O Brasil é um mercado a ser explorado. Diferentemente de China e Rússia, que possuem também um vasto território e capacidade inexorável de expansão socioeconômica, há no país, sobretudo, abertura comercial com outros países. São fatores cruciais para a entrada massiva de gigantes americanas e chinesas nos últimos anos. A Amazon, por exemplo, por muitos anos estudou formas de como prosperar no país. Desde 2012, a principal varejista do mundo ganha terreno pouco a pouco no cenário local.

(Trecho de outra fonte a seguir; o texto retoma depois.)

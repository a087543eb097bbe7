//! Lithology rule table: label → parameter → (low, high)

use crate::error::{LithologyError, Result};
use serde::{Serialize, Serializer};
use std::collections::HashMap;

/// One side of a range: a finite number or explicitly open.
#[derive(Debug, Clone, Copy, PartialEq)]
pub enum Bound {
    Finite(f64),
    Unbounded,
}

impl Bound {
    pub fn is_finite(self) -> bool {
        matches!(self, Self::Finite(_))
    }
}

impl Serialize for Bound {
    fn serialize<S: Serializer>(&self, serializer: S) -> std::result::Result<S::Ok, S::Error> {
        match self {
            Self::Finite(v) => serializer.serialize_f64(*v),
            Self::Unbounded => serializer.serialize_none(),
        }
    }
}

/// Closed interval `[low, high]` over one parameter.
///
/// Unbounded sides compare as literal −∞/+∞ during classification. Only gap
/// analysis clips them to an observed extent.
#[derive(Debug, Clone, Copy, PartialEq, Serialize)]
pub struct RangeBound {
    low: Bound,
    high: Bound,
}

impl RangeBound {
    /// Normalised bound; rejects NaN and `low > high`.
    pub fn new(low: Bound, high: Bound) -> Result<Self> {
        for side in [low, high] {
            if let Bound::Finite(v) = side {
                if !v.is_finite() {
                    return Err(LithologyError::Configuration(format!(
                        "bound value {v} is not finite; use an explicit no-bound marker instead"
                    )));
                }
            }
        }
        let bound = Self { low, high };
        if bound.lower() > bound.upper() {
            return Err(LithologyError::Configuration(format!(
                "lower bound {} exceeds upper bound {}",
                bound.lower(),
                bound.upper()
            )));
        }
        Ok(bound)
    }

    pub fn finite(low: f64, high: f64) -> Result<Self> {
        Self::new(Bound::Finite(low), Bound::Finite(high))
    }

    pub fn at_least(low: f64) -> Result<Self> {
        Self::new(Bound::Finite(low), Bound::Unbounded)
    }

    pub fn at_most(high: f64) -> Result<Self> {
        Self::new(Bound::Unbounded, Bound::Finite(high))
    }

    pub fn low(&self) -> Bound {
        self.low
    }

    pub fn high(&self) -> Bound {
        self.high
    }

    pub fn lower(&self) -> f64 {
        match self.low {
            Bound::Finite(v) => v,
            Bound::Unbounded => f64::NEG_INFINITY,
        }
    }

    pub fn upper(&self) -> f64 {
        match self.high {
            Bound::Finite(v) => v,
            Bound::Unbounded => f64::INFINITY,
        }
    }

    /// Inclusive on both ends.
    pub fn contains(&self, value: f64) -> bool {
        value >= self.lower() && value <= self.upper()
    }

    /// Replace open sides with an observed extent. `None` if the clipped
    /// interval falls entirely outside `[min, max]`.
    pub fn clip(&self, min: f64, max: f64) -> Option<(f64, f64)> {
        let start = if self.low.is_finite() { self.lower() } else { min };
        let end = if self.high.is_finite() { self.upper() } else { max };
        let start = start.max(min);
        let end = end.min(max);
        (start <= end).then_some((start, end))
    }
}

/// A label plus the parameter bounds a sample must satisfy.
#[derive(Debug, Clone, PartialEq, Serialize)]
pub struct LithologyRule {
    label: String,
    bounds: Vec<(String, RangeBound)>,
}

impl LithologyRule {
    pub fn new(label: impl Into<String>) -> Self {
        Self {
            label: label.into(),
            bounds: Vec::new(),
        }
    }

    /// Add or replace the bound for `parameter`.
    pub fn with_bound(mut self, parameter: impl Into<String>, bound: RangeBound) -> Self {
        self.set_bound(parameter, bound);
        self
    }

    pub fn set_bound(&mut self, parameter: impl Into<String>, bound: RangeBound) {
        let parameter = parameter.into();
        if let Some(slot) = self.bounds.iter_mut().find(|(p, _)| *p == parameter) {
            slot.1 = bound;
        } else {
            self.bounds.push((parameter, bound));
        }
    }

    pub fn label(&self) -> &str {
        &self.label
    }

    pub fn bounds(&self) -> &[(String, RangeBound)] {
        &self.bounds
    }

    pub fn bound(&self, parameter: &str) -> Option<&RangeBound> {
        self.bounds
            .iter()
            .find(|(p, _)| p == parameter)
            .map(|(_, b)| b)
    }

    pub fn parameters(&self) -> impl Iterator<Item = &str> {
        self.bounds.iter().map(|(p, _)| p.as_str())
    }
}

/// Ordered, immutable rule sequence indexed by label.
///
/// Order is a semantic input: the classifier assigns the first matching rule.
#[derive(Debug, Clone, Default, PartialEq, Serialize)]
pub struct RangeRuleSet {
    rules: Vec<LithologyRule>,
    #[serde(skip)]
    index: HashMap<String, usize>,
}

impl RangeRuleSet {
    /// Duplicate labels are rejected. An empty set is representable; the
    /// classifier and gap analyzer refuse to run on it.
    pub fn new(rules: Vec<LithologyRule>) -> Result<Self> {
        let mut index = HashMap::with_capacity(rules.len());
        for (i, rule) in rules.iter().enumerate() {
            if rule.label.trim().is_empty() {
                return Err(LithologyError::Configuration(format!(
                    "rule #{} has an empty label",
                    i + 1
                )));
            }
            if index.insert(rule.label.clone(), i).is_some() {
                return Err(LithologyError::Configuration(format!(
                    "duplicate rule label '{}'",
                    rule.label
                )));
            }
        }
        Ok(Self { rules, index })
    }

    pub fn rules(&self) -> &[LithologyRule] {
        &self.rules
    }

    pub fn get(&self, label: &str) -> Option<&LithologyRule> {
        self.index.get(label).map(|&i| &self.rules[i])
    }

    /// Position of a label in evaluation order.
    pub fn position(&self, label: &str) -> Option<usize> {
        self.index.get(label).copied()
    }

    pub fn len(&self) -> usize {
        self.rules.len()
    }

    pub fn is_empty(&self) -> bool {
        self.rules.is_empty()
    }

    /// Every parameter referenced by any rule, first-seen order.
    pub fn parameters(&self) -> Vec<&str> {
        let mut seen: Vec<&str> = Vec::new();
        for p in self.rules.iter().flat_map(LithologyRule::parameters) {
            if !seen.contains(&p) {
                seen.push(p);
            }
        }
        seen
    }

    pub(crate) fn ensure_not_empty(&self) -> Result<()> {
        if self.rules.is_empty() {
            Err(LithologyError::Configuration(
                "rule set is empty; at least one lithology rule is required".to_string(),
            ))
        } else {
            Ok(())
        }
    }
}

Na visão de especialistas, o Facebook tinha que dar uma resposta à altura ou ficaria para trás da concorrência. “Com a pandemia, se acelerou um processo intenso de substituição de modelos transacionais por meio de pagamento, que culminará em algum momento com a substituição em parte do padrão vigente de moeda. E, portanto, você não pode estar fora do jogo num mercado como o do Brasil”, afirma Domeneghetti. “O movimento de curto prazo do WhatsApp é certamente ser usado para substituição de call center e última milha com o cliente, prestando serviços para empresas e consumidores”. A expansão do aplicativo como meio de negócios no país será mais uma mostra de que termos como 5G, blockchain e Bitcoin vieram para fazer parte do imaginário popular.